18 Sep 2014 | Safe Surgery NZ
The Health Quality & Safety Commission’s Reducing Perioperative Harm programme has two new videos to add to the growing list of resources focused on improving teamwork and communication. They are designed to help hospitals successfully introduce proven patient safety interventions into operating theatres.
The first video demonstrates a pre-list briefing and post-list debriefing session, designed to be used alongside the World Health Organization's surgical safety checklist.
The second video is the story of how Hutt Valley District Health Board introduced pre-list briefing and post-list debriefing as part of their goal of improving team work and communication.
Both videos were filmed at Hutt Hospital and include interviews with hospital staff and Commission Reducing Perioperative Harm Clinical Lead Mr Ian Civil, Commission Chair Prof Alan Merry and Perioperative Mortality Review Committee Chair Dr Leona Wilson.
Preventing venous thromboembolism (VTE), or blood clots, is part of the Commission’s ongoing Reducing Perioperative Harm programme. The Open for better care campaign focus has been on promoting VTE risk assessment for all patients having surgery and using the findings to inform appropriate intervention.
The risk of VTE increases ten-fold in patients admitted to hospital, with contributing factors including general ill health, reduced mobility, smoking and poor fluid intake. Major surgical procedures are further risk factors (particularly orthopaedic and other high-risk surgeries). No patient is automatically excluded from risk of VTE, however, as patients who have had short or minor procedures have also developed fatal blood clots.
In August, the programme developed two posters to raise hospital staff awareness of the need for VTE assessment for all surgical patients. These posters are available on the Open for better care website and can be ordered for use in all clinical areas.
In the August edition of Medspeak, (the New Zealand Medical Association newsletter) Dr Don Mackie, Chief Medical Officer at the Ministry of Health discusses the risks posed to patients from VTE.

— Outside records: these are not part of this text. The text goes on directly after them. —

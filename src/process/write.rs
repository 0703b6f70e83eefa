use arrow::{csv::WriterBuilder, record_batch::RecordBatch};
use std::io::Write;

use crate::error::{PipelineError, Result};
use crate::process::classify::RejectedRow;
use crate::process::raw_table::RawTable;

/// Name of the extra column appended to rejected rows.
pub const REJECTION_REASON: &str = "rejection_reason";

/// Write the accepted batch as header + canonical 8-column rows; dates are
/// written as `YYYY-MM-DD` and nulls as empty cells.
pub fn write_accepted_csv<W: Write>(batch: &RecordBatch, out: W) -> Result<()> {
    let mut writer = WriterBuilder::new().with_header(true).build(out);
    writer.write(batch)?;
    Ok(())
}

/// Write rejected rows with their original cells, in source order, plus a
/// trailing `rejection_reason` column.
pub fn write_rejected_csv<W: Write>(raw: &RawTable, rejected: &[RejectedRow], out: W) -> Result<()> {
    let mut writer = csv::Writer::from_writer(out);
    let csv_err = |e: csv::Error| PipelineError::Io(e.into());

    let mut header = raw.headers.clone();
    header.push(REJECTION_REASON.to_string());
    writer.write_record(&header).map_err(csv_err)?;

    for rej in rejected {
        let Some(row) = raw.rows.get(rej.row) else {
            continue;
        };
        let mut record = row.clone();
        record.push(rej.describe());
        writer.write_record(&record).map_err(csv_err)?;
    }
    writer.flush()?;
    Ok(())
}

Dr Mackie recommends general practitioners refer their patients to Blood clots and you, a brochure developed by Southern Cross Hospitals with Commission funding. This is a useful resource for discussing VTE risk with patients and for patients to use when preparing for surgery. Blood clots and you and more detailed information for patients is available from the Southern Cross website.
Information for health professionals is available in the New Zealand VTE Prevention Steering Group’s National policy framework: VTE prevention in adult hospitalised patients in NZ.